Because of differences between the MFERD and UCSB models, including driving cycles, we were not able to reproduce the MFERD findings. Nevertheless, the UCSB Model leads to the following conclusions:


  1. A life cycle assessment of automotive component-related emissions should be embedded in a full Vehicle Emissions model, as otherwise there is great potential to understate the use phase emissions.
  2. The AHSS solution is the only one that achieves reductions in mass, production emissions and use phase emissions. AHSS and aluminium show comparable life cycle emissions performance (within the accuracy of the model), especially when more realistic recycling rates are applied for aluminium. Convergence does not occur until materials recycling credits are added at end-of-life. Likewise, the magnesium front-end vehicle has higher emissions throughout its life, despite the addition of generous recycling credits at end-of-life.
  3. In the MFERD study, the recovery and shredder efficiency rates were set at the same values for all three materials. Part processing efficiency (stamping yields) varied slightly, and were equivalent for steel and aluminium; our experience is that aluminium processes result in higher scrap levels, or lower yields. Finally, it’s important to note that a high percentage of recycling is a fundamental requirement of the energy-intensive materials (magnesium and aluminium), in order to offset their production emissions. Small changes in their recycling rates will have a large impact on GHG emissions.
  4. The use of advanced powertrains (such as hybrids), advanced fuels (such as grain and cellulose ethanols) and improved driving cycles (such as the implementation of timed lights and roundabouts) can result in a dramatic reduction in use phase GHG emissions.

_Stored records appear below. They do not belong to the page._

//! # MeshTAK Mesh
//!
//! The bidirectional bridge between CoT events and the radio link: the
//! compact-binary TAK packet spoken on the plugin port, the classifier and
//! translator that routes each event onto a transport, and the generic-CoT
//! forwarder pipeline (zlib + fountain) for everything the compact record
//! cannot express.

pub mod proto {
    include!(concat!(env!("OUT_DIR"), "/meshtak.rs"));
}

mod bridge;
mod forwarder;

pub use bridge::{Bridge, BridgeError, Route};
pub use forwarder::{CotForwarder, ForwarderError, ACK_REPEAT_DELAY, INTER_PACKET_DELAY};
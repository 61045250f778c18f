//! CoT message router
//!
//! Fans server-originated broadcasts out to every connected client, relays
//! client traffic to the other local clients, and forwards it up one
//! ordered channel to the gateway core for the radio.

use crate::connection::ConnectionId;
use dashmap::DashMap;
use meshtak_cot::{to_xml, CotEvent};
use std::sync::atomic::{AtomicU64, Ordering};
use std::sync::Arc;
use tokio::sync::mpsc;
use tracing::{debug, info, warn};

#[derive(Debug)]
pub struct CotRouter {
    /// Map of connection id to broadcast sender
    connections: DashMap<ConnectionId, mpsc::Sender<Arc<String>>>,

    /// Ordered stream of client events towards the gateway core.
    uplink: mpsc::Sender<CotEvent>,

    /// Statistics
    total_messages: AtomicU64,
}

impl CotRouter {
    pub fn new(uplink: mpsc::Sender<CotEvent>) -> Self {
        Self {
            connections: DashMap::new(),
            uplink,
            total_messages: AtomicU64::new(0),
        }
    }

    /// Register a new connection; returns its broadcast receiver.
    pub fn register(&self, id: ConnectionId) -> mpsc::Receiver<Arc<String>> {
        let (tx, rx) = mpsc::channel(100);
        self.connections.insert(id, tx);
        info!(
            "[Router] Registered connection {}, total: {}",
            id,
            self.connections.len()
        );
        rx
    }

    pub fn unregister(&self, id: ConnectionId) {
        self.connections.remove(&id);
        info!(
            "[Router] Unregistered connection {}, total: {}",
            id,
            self.connections.len()
        );
    }

    /// Route a client's event: to the other local clients and up to the
    /// gateway for the radio.
    pub async fn route_from_client(&self, from: ConnectionId, ev: CotEvent) {
        self.total_messages.fetch_add(1, Ordering::Relaxed);

        let message = Arc::new(to_xml(&ev));
        self.fan_out(Some(from), message).await;

        if self.uplink.send(ev).await.is_err() {
            warn!("[Router] Gateway channel closed, dropping event");
        }
    }

    /// Broadcast a serialized event to every connected client.
    pub async fn broadcast(&self, xml: String) {
        self.total_messages.fetch_add(1, Ordering::Relaxed);
        self.fan_out(None, Arc::new(xml)).await;
    }

    async fn fan_out(&self, except: Option<ConnectionId>, message: Arc<String>) {
        let mut closed = Vec::new();

        for entry in self.connections.iter() {
            let id = *entry.key();
            if Some(id) == except {
                continue;
            }
            // A failed channel send only loses that connection; the rest of
            // the fan-out continues.
            if entry.value().send(Arc::clone(&message)).await.is_err() {
                warn!("[Router] Connection {} channel closed, removing", id);
                closed.push(id);
            } else {
                debug!("[Router] Delivered to connection {}", id);
            }
        }

        for id in closed {
            self.unregister(id);
        }
    }

    /// Number of connected clients.
    pub fn connection_count(&self) -> usize {
        self.connections.len()
    }

    /// Total messages routed.
    pub fn total_messages(&self) -> u64 {
        self.total_messages.load(Ordering::Relaxed)
    }
}
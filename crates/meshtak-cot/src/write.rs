//! CoT XML serializer.
//!
//! Attribute order is fixed so peers see byte-stable output. GeoChat events
//! are expanded into the full `__chat` / `chatgrp` / `link` /
//! `__serverdestination` / `remarks` cluster ATAK clients expect.

use crate::{
    format_timestamp, parse_geochat_uid, xml_escape, ChatDetail, CotEvent, ALL_CHAT_ROOMS,
};
use std::fmt::Write as _;

/// Serialize an event to a CoT XML document.
pub fn to_xml(ev: &CotEvent) -> String {
    let mut xml = String::with_capacity(512);
    xml.push_str(r#"<?xml version="1.0" encoding="UTF-8"?>"#);

    let _ = write!(
        xml,
        r#"<event version="2.0" uid="{}" type="{}" time="{}" start="{}" stale="{}" how="{}">"#,
        xml_escape(&ev.uid),
        xml_escape(&ev.event_type),
        format_timestamp(ev.time),
        format_timestamp(ev.start),
        format_timestamp(ev.stale),
        xml_escape(&ev.how),
    );
    let _ = write!(
        xml,
        r#"<point lat="{}" lon="{}" hae="{}" ce="{}" le="{}"/>"#,
        ev.point.lat, ev.point.lon, ev.point.hae, ev.point.ce, ev.point.le,
    );

    let detail = detail_xml(ev);
    if detail.is_empty() {
        xml.push_str("<detail/>");
    } else {
        xml.push_str("<detail>");
        xml.push_str(&detail);
        xml.push_str("</detail>");
    }

    xml.push_str("</event>");
    xml
}

fn detail_xml(ev: &CotEvent) -> String {
    let mut d = String::new();

    if ev.is_chat() {
        write_chat_cluster(&mut d, ev);
    } else {
        if let Some(contact) = &ev.contact {
            let _ = write!(d, r#"<contact callsign="{}""#, xml_escape(&contact.callsign));
            if let Some(endpoint) = &contact.endpoint {
                let _ = write!(d, r#" endpoint="{}""#, xml_escape(endpoint));
            }
            if let Some(phone) = &contact.phone {
                let _ = write!(d, r#" phone="{}""#, xml_escape(phone));
            }
            d.push_str("/>");
        }
        if let Some(group) = &ev.group {
            let _ = write!(
                d,
                r#"<__group name="{}" role="{}"/>"#,
                xml_escape(&group.name),
                xml_escape(&group.role),
            );
        }
        if let Some(status) = &ev.status {
            let _ = write!(d, r#"<status battery="{}"/>"#, status.battery);
        }
        if let Some(track) = &ev.track {
            let _ = write!(
                d,
                r#"<track speed="{}" course="{}"/>"#,
                track.speed, track.course,
            );
        }
        if let Some(remarks) = &ev.remarks {
            let _ = write!(d, "<remarks>{}</remarks>", xml_escape(remarks));
        }
    }

    d.push_str(&ev.raw_detail);
    d
}

fn write_chat_cluster(d: &mut String, ev: &CotEvent) {
    // Upstream events are not required to carry a chat block; fall back to
    // the remarks body so the wire invariant holds.
    let fallback;
    let chat = match &ev.chat {
        Some(chat) => chat,
        None => {
            fallback = ChatDetail {
                message: ev.remarks.clone().unwrap_or_default(),
                sender_callsign: None,
                chatroom: ALL_CHAT_ROOMS.to_string(),
            };
            &fallback
        }
    };

    let (sender_uid, message_id) = match parse_geochat_uid(&ev.uid) {
        Some(id) => (id.sender_uid, id.message_id),
        None => (ev.uid.clone(), ev.uid.clone()),
    };
    let sender_callsign = chat
        .sender_callsign
        .clone()
        .or_else(|| ev.contact.as_ref().map(|c| c.callsign.clone()))
        .unwrap_or_else(|| sender_uid.clone());
    let room = xml_escape(&chat.chatroom);
    let sender_uid = xml_escape(&sender_uid);

    let _ = write!(
        d,
        r#"<__chat parent="RootContactGroup" groupOwner="false" messageId="{}" chatroom="{}" id="{}" senderCallsign="{}">"#,
        xml_escape(&message_id),
        room,
        room,
        xml_escape(&sender_callsign),
    );
    let _ = write!(
        d,
        r#"<chatgrp uid0="{}" uid1="{}" id="{}"/></__chat>"#,
        sender_uid, room, room,
    );
    let _ = write!(
        d,
        r#"<link uid="{}" type="a-f-G-U-C" relation="p-p"/>"#,
        sender_uid,
    );
    let _ = write!(
        d,
        r#"<__serverdestination destinations="127.0.0.1:8089:tcp:{}"/>"#,
        sender_uid,
    );
    let _ = write!(
        d,
        r#"<remarks source="BAO.F.ATAK.{}" to="{}" time="{}">{}</remarks>"#,
        sender_uid,
        room,
        format_timestamp(ev.time),
        xml_escape(&chat.message),
    );
}

#[cfg(test)]
mod tests {
    use super::*;
    use crate::{
        parse_event, ContactDetail, CotPoint, GroupDetail, StatusDetail, TrackDetail,
        UNKNOWN_VALUE,
    };

    fn pli_event() -> CotEvent {
        let mut ev = CotEvent::new("U1", "a-f-G-U-C", CotPoint::new(37.5, -122.25, 12.0));
        ev.contact = Some(ContactDetail {
            callsign: "ALPHA".into(),
            endpoint: Some("*:-1:stcp".into()),
            phone: None,
        });
        ev.group = Some(GroupDetail::default());
        ev.status = Some(StatusDetail { battery: 84 });
        ev.track = Some(TrackDetail {
            speed: 1.5,
            course: 270.0,
        });
        ev.remarks = Some("on station".into());
        ev
    }

    #[test]
    fn test_roundtrip_pli() {
        let original = pli_event();
        let xml = to_xml(&original);
        let parsed = parse_event(&xml).unwrap();

        assert_eq!(parsed.uid, original.uid);
        assert_eq!(parsed.event_type, original.event_type);
        assert_eq!(parsed.point, original.point);
        assert_eq!(parsed.contact, original.contact);
        assert_eq!(parsed.group, original.group);
        assert_eq!(parsed.status, original.status);
        assert_eq!(parsed.track, original.track);
        assert_eq!(parsed.remarks, original.remarks);
        // Timestamps round-trip at millisecond precision.
        assert_eq!(parsed.time.timestamp_millis(), original.time.timestamp_millis());
    }

    #[test]
    fn test_roundtrip_preserves_raw_detail() {
        let mut ev = CotEvent::new("U2", "u-d-f", CotPoint::unknown());
        ev.raw_detail =
            r#"<color argb="-65536"/><shape><ellipse major="100" minor="50"/></shape>"#.into();

        let xml = to_xml(&ev);
        let parsed = parse_event(&xml).unwrap();
        assert_eq!(parsed.raw_detail, ev.raw_detail);

        // A second pass is byte-stable.
        let xml2 = to_xml(&parsed);
        assert_eq!(xml, xml2);
    }

    #[test]
    fn test_chat_cluster_shape() {
        let mut ev = CotEvent::new(
            "GeoChat.ANDROID-abc.All Chat Rooms.MID42",
            "b-t-f",
            CotPoint::unknown(),
        );
        ev.chat = Some(ChatDetail {
            message: "hello mesh".into(),
            sender_callsign: Some("ALPHA".into()),
            chatroom: ALL_CHAT_ROOMS.into(),
        });

        let xml = to_xml(&ev);
        assert!(xml.contains(r#"messageId="MID42""#));
        assert!(xml.contains(r#"chatroom="All Chat Rooms""#));
        assert!(xml.contains(r#"<chatgrp uid0="ANDROID-abc""#));
        assert!(xml.contains(r#"<link uid="ANDROID-abc""#));
        assert!(xml.contains(r#"<__serverdestination"#));
        assert!(xml.contains(r#"source="BAO.F.ATAK.ANDROID-abc""#));
        assert!(xml.contains(r#"to="All Chat Rooms""#));
        assert!(xml.contains(">hello mesh</remarks>"));
    }

    #[test]
    fn test_chat_without_detail_synthesized_from_remarks() {
        let mut ev = CotEvent::new("U3", "b-t-f", CotPoint::unknown());
        ev.remarks = Some("fallback body".into());

        let xml = to_xml(&ev);
        // Sender uid and message id fall back to the event uid.
        assert!(xml.contains(r#"messageId="U3""#));
        assert!(xml.contains(">fallback body</remarks>"));

        let parsed = parse_event(&xml).unwrap();
        assert_eq!(parsed.chat.unwrap().message, "fallback body");
    }

    #[test]
    fn test_empty_detail_serializes_self_closed() {
        let ev = CotEvent::new("takPong", "t-x-d-d", CotPoint::unknown());
        let xml = to_xml(&ev);
        assert!(xml.contains("<detail/>"));
        assert!(xml.contains(&format!(r#"hae="{}""#, UNKNOWN_VALUE)));
    }

    #[test]
    fn test_escaping_special_characters() {
        let mut ev = CotEvent::new("A&B", "a-f-G", CotPoint::unknown());
        ev.remarks = Some("x < y & z".into());

        let xml = to_xml(&ev);
        assert!(xml.contains(r#"uid="A&amp;B""#));
        assert!(xml.contains("<remarks>x &lt; y &amp; z</remarks>"));

        let parsed = parse_event(&xml).unwrap();
        assert_eq!(parsed.uid, "A&B");
        assert_eq!(parsed.remarks.as_deref(), Some("x < y & z"));
    }
}
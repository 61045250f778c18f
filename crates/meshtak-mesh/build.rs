fn main() -> Result<(), Box<dyn std::error::Error>> {
    std::env::set_var(
        "PROTOC",
        protoc_bin_vendored::protoc_bin_path().expect("failed to locate vendored protoc"),
    );

    // Compile protobuf definitions
    prost_build::Config::new().compile_protos(&["proto/atak.proto"], &["proto/"])?;

    Ok(())
}
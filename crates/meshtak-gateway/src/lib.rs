//! # MeshTAK Gateway
//!
//! The coordinator that ties the TAK server, the bridge and the radio
//! together. A single [`Core`] value owns every single-writer structure
//! (bridge directory, fountain receive table, pending-transfer table), so
//! there are no process-wide singletons; tests build isolated instances.

use meshtak_core::{CoreError, Datagram, RadioHandle, SharedNodeStore, BROADCAST_ADDR, FORWARDER_PORT, PLUGIN_PORT};
use meshtak_cot::{to_xml, CotEvent};
use meshtak_mesh::{Bridge, CotForwarder, ForwarderError, Route};
use meshtak_server::CotRouter;
use prost::Message;
use std::sync::Arc;
use thiserror::Error;
use tokio::sync::mpsc;
use tracing::{debug, trace, warn};

#[derive(Error, Debug)]
pub enum GatewayError {
    #[error(transparent)]
    Radio(#[from] CoreError),

    #[error(transparent)]
    Forwarder(#[from] ForwarderError),
}

/// The gateway core: owns the bridge and forwarder state, holds non-owning
/// handles to the radio driver and the server's router.
pub struct Core {
    bridge: Bridge,
    forwarder: CotForwarder,
    radio: RadioHandle,
    router: Arc<CotRouter>,
}

impl Core {
    pub fn new(radio: RadioHandle, router: Arc<CotRouter>) -> Self {
        Self {
            bridge: Bridge::new(),
            forwarder: CotForwarder::new(radio.clone()),
            radio,
            router,
        }
    }

    pub fn with_node_store(radio: RadioHandle, router: Arc<CotRouter>, store: SharedNodeStore) -> Self {
        Self {
            bridge: Bridge::with_node_store(store),
            forwarder: CotForwarder::new(radio.clone()),
            radio,
            router,
        }
    }

    /// Coordinator loop: client events from the server on one side, radio
    /// datagrams from the driver on the other.
    pub async fn run(
        mut self,
        mut uplink: mpsc::Receiver<CotEvent>,
        mut radio_rx: mpsc::Receiver<Datagram>,
    ) {
        loop {
            tokio::select! {
                maybe = uplink.recv() => match maybe {
                    Some(ev) => {
                        if let Err(e) = self.handle_local_event(ev).await {
                            warn!("failed to bridge local event: {}", e);
                        }
                    }
                    None => break,
                },
                maybe = radio_rx.recv() => match maybe {
                    Some(dgram) => self.handle_radio_packet(dgram).await,
                    None => break,
                },
            }
        }
        debug!("gateway core stopped");
    }

    /// Bridge one local CoT event onto the radio.
    pub async fn handle_local_event(&mut self, ev: CotEvent) -> Result<(), GatewayError> {
        // The server consumes these already; nothing protocol-shaped may
        // reach the radio.
        if ev.is_protocol_control() || ev.is_ping() {
            trace!("not bridging protocol event {}", ev.event_type);
            return Ok(());
        }

        match Route::classify(&ev) {
            Route::Pli => {
                let pkt = self.bridge.to_pli(&ev);
                self.radio
                    .send(BROADCAST_ADDR, PLUGIN_PORT, pkt.encode_to_vec())
                    .await?;
            }
            Route::Chat => {
                let pkt = self.bridge.to_chat(&ev);
                self.radio
                    .send(BROADCAST_ADDR, PLUGIN_PORT, pkt.encode_to_vec())
                    .await?;
            }
            Route::Generic => {
                self.forwarder.send_event(&to_xml(&ev)).await?;
            }
        }
        Ok(())
    }

    /// Dispatch one inbound radio datagram by port; reconstructed events
    /// are broadcast to every connected TAK client.
    pub async fn handle_radio_packet(&mut self, dgram: Datagram) {
        match dgram.port {
            PLUGIN_PORT => match self.bridge.decode_plugin(&dgram.payload, dgram.from) {
                Ok(Some(ev)) => self.router.broadcast(to_xml(&ev)).await,
                Ok(None) => {}
                Err(e) => debug!(from = dgram.from, "dropping plugin packet: {}", e),
            },
            FORWARDER_PORT => match self.forwarder.handle_inbound(&dgram).await {
                Ok(Some(ev)) => self.router.broadcast(to_xml(&ev)).await,
                Ok(None) => {}
                Err(e) => debug!(from = dgram.from, "forwarder packet failed: {}", e),
            },
            other => trace!(port = other, "ignoring datagram on unhandled port"),
        }
    }
}

#[cfg(test)]
mod tests {
    use super::*;
    use meshtak_cot::{ChatDetail, ContactDetail, CotPoint, ALL_CHAT_ROOMS};
    use meshtak_fountain::TRANSPORT_COT;
    use meshtak_mesh::proto::{tak_packet::PayloadVariant, Contact, GeoChat, Pli, TakPacket};

    fn core() -> (Core, mpsc::Receiver<Datagram>, mpsc::Receiver<Arc<String>>) {
        let (radio_tx, radio_out) = mpsc::channel(64);
        let radio = RadioHandle::new(radio_tx, Some(0x11), 0);
        let (uplink_tx, _uplink_rx) = mpsc::channel(8);
        let router = Arc::new(CotRouter::new(uplink_tx));
        let client_rx = router.register(1);
        (Core::new(radio, router), radio_out, client_rx)
    }

    fn pli_event() -> CotEvent {
        let mut ev = CotEvent::new("U1", "a-f-G-U-C", CotPoint::new(37.5, -122.25, 10.0));
        ev.contact = Some(ContactDetail {
            callsign: "ALPHA".into(),
            endpoint: None,
            phone: None,
        });
        ev
    }

    #[tokio::test(start_paused = true)]
    async fn test_pli_routes_to_plugin_port() {
        let (mut core, mut radio_out, _client_rx) = core();
        core.handle_local_event(pli_event()).await.unwrap();

        let dgram = radio_out.recv().await.unwrap();
        assert_eq!(dgram.port, PLUGIN_PORT);
        assert_eq!(dgram.to, BROADCAST_ADDR);

        let pkt = TakPacket::decode(dgram.payload.as_slice()).unwrap();
        match pkt.payload_variant.unwrap() {
            PayloadVariant::Pli(pli) => assert_eq!(pli.latitude_i, 375_000_000),
            other => panic!("expected PLI, got {:?}", other),
        }
    }

    #[tokio::test(start_paused = true)]
    async fn test_chat_routes_to_plugin_port() {
        let (mut core, mut radio_out, _client_rx) = core();
        let mut ev = CotEvent::new(
            "GeoChat.ANDROID-abc.All Chat Rooms.MID1",
            "b-t-f",
            CotPoint::new(0.0, 0.0, 0.0),
        );
        ev.chat = Some(ChatDetail {
            message: "hi".into(),
            sender_callsign: Some("ALPHA".into()),
            chatroom: ALL_CHAT_ROOMS.into(),
        });
        core.handle_local_event(ev).await.unwrap();

        let dgram = radio_out.recv().await.unwrap();
        assert_eq!(dgram.port, PLUGIN_PORT);
        let pkt = TakPacket::decode(dgram.payload.as_slice()).unwrap();
        assert!(matches!(pkt.payload_variant, Some(PayloadVariant::Chat(_))));
    }

    #[tokio::test(start_paused = true)]
    async fn test_generic_event_routes_to_forwarder_port() {
        let (mut core, mut radio_out, _client_rx) = core();
        let ev = CotEvent::new("U5", "b-m-p-w", CotPoint::new(1.0, 2.0, 3.0));
        core.handle_local_event(ev).await.unwrap();

        let dgram = radio_out.recv().await.unwrap();
        assert_eq!(dgram.port, FORWARDER_PORT);
        assert_eq!(dgram.payload[0], TRANSPORT_COT);
    }

    #[tokio::test(start_paused = true)]
    async fn test_protocol_events_never_reach_radio() {
        let (mut core, mut radio_out, _client_rx) = core();
        for (uid, event_type) in [
            ("q", "t-x-takp-q"),
            ("v", "t-x-takp-v"),
            ("p", "t-x-c-t"),
            ("ping", "a-f-G"),
        ] {
            let ev = CotEvent::new(uid, event_type, CotPoint::unknown());
            core.handle_local_event(ev).await.unwrap();
        }
        assert!(radio_out.try_recv().is_err());
    }

    #[tokio::test(start_paused = true)]
    async fn test_inbound_plugin_packet_is_broadcast() {
        let (mut core, _radio_out, mut client_rx) = core();
        let pkt = TakPacket {
            is_compressed: false,
            contact: Some(Contact {
                callsign: "BRAVO".into(),
                device_callsign: "ANDROID-xyz".into(),
            }),
            group: None,
            status: None,
            payload_variant: Some(PayloadVariant::Pli(Pli {
                latitude_i: 375_000_000,
                longitude_i: -1_222_500_000,
                altitude: 0,
                speed: 0,
                course: 0,
            })),
        };
        let dgram = Datagram {
            to: BROADCAST_ADDR,
            from: 0x22,
            channel: 0,
            port: PLUGIN_PORT,
            payload: pkt.encode_to_vec(),
        };
        core.handle_radio_packet(dgram).await;

        let xml = client_rx.recv().await.unwrap();
        assert!(xml.contains(r#"uid="ANDROID-xyz""#));
        assert!(xml.contains(r#"callsign="BRAVO""#));
    }

    #[tokio::test(start_paused = true)]
    async fn test_inbound_receipt_not_broadcast() {
        let (mut core, _radio_out, mut client_rx) = core();
        let pkt = TakPacket {
            is_compressed: false,
            contact: Some(Contact {
                callsign: "BRAVO".into(),
                device_callsign: "ANDROID-xyz|MID1".into(),
            }),
            group: None,
            status: None,
            payload_variant: Some(PayloadVariant::Chat(GeoChat {
                message: "ACK:R:MID1".into(),
                to: Some(ALL_CHAT_ROOMS.into()),
                to_callsign: None,
            })),
        };
        let dgram = Datagram {
            to: BROADCAST_ADDR,
            from: 0x22,
            channel: 0,
            port: PLUGIN_PORT,
            payload: pkt.encode_to_vec(),
        };
        core.handle_radio_packet(dgram).await;
        assert!(client_rx.try_recv().is_err());
    }

    #[tokio::test(start_paused = true)]
    async fn test_inbound_direct_forwarder_payload_is_broadcast() {
        let (mut core, _radio_out, mut client_rx) = core();

        // Raw (uncompressed) transport payload exercises the UTF-8 fallback.
        let xml = to_xml(&pli_event());
        let mut payload = vec![TRANSPORT_COT];
        payload.extend_from_slice(xml.as_bytes());
        let dgram = Datagram {
            to: BROADCAST_ADDR,
            from: 0x22,
            channel: 0,
            port: FORWARDER_PORT,
            payload,
        };
        core.handle_radio_packet(dgram).await;

        let broadcast = client_rx.recv().await.unwrap();
        assert!(broadcast.contains(r#"uid="U1""#));
    }
}
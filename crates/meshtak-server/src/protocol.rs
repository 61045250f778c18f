//! TAK Protocol negotiation and keepalive events.
//!
//! The gateway speaks TAK Protocol version 0 (plain XML streaming) only, and
//! says so: a `TakProtocolSupport` announcement on connect, and a
//! `TakResponse` if the client asks to negotiate.

use chrono::Duration;
use meshtak_cot::{CotEvent, CotPoint};

/// First event sent on every fresh connection: XML-only transport.
pub fn support_event() -> CotEvent {
    let mut ev = CotEvent::new(
        format!("protocol-support-{}", uuid::Uuid::new_v4()),
        "t-x-takp-v",
        CotPoint::unknown(),
    );
    ev.how = "m-g".to_string();
    ev.stale = ev.time + Duration::minutes(1);
    ev.raw_detail = r#"<TakProtocolSupport version="0"/>"#.to_string();
    ev
}

/// Reply to a `t-x-takp-q` negotiation request.
pub fn negotiation_response() -> CotEvent {
    let mut ev = CotEvent::new(
        format!("protocol-response-{}", uuid::Uuid::new_v4()),
        "t-x-takp-r",
        CotPoint::unknown(),
    );
    ev.how = "m-g".to_string();
    ev.stale = ev.time + Duration::minutes(1);
    ev.raw_detail = r#"<TakResponse status="true"/>"#.to_string();
    ev
}

/// Periodic keepalive towards connected clients.
pub fn keepalive_event() -> CotEvent {
    let mut ev = CotEvent::new("takPong", "t-x-d-d", CotPoint::unknown());
    ev.how = "m-g".to_string();
    ev.stale = ev.time + Duration::minutes(1);
    ev
}

pub fn is_negotiation_request(ev: &CotEvent) -> bool {
    ev.event_type == "t-x-takp-q"
}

Consequently, material production emissions will become a much more significant percentage of the total LCA GHG emissions as use phase efficiencies are achieved.
  5. As a result of the differences in use phase modeling between the UCSB model and the MFERD study, WorldAutoSteel has engaged the MFERD project team, and has established a partnership referred to as LCA in Automotive. We will be working together on future multi-material vehicle concepts, to bring common methodologies and practices forward on the assessment of materials impact to vehicle lifetime emissions, all from an LCA perspective.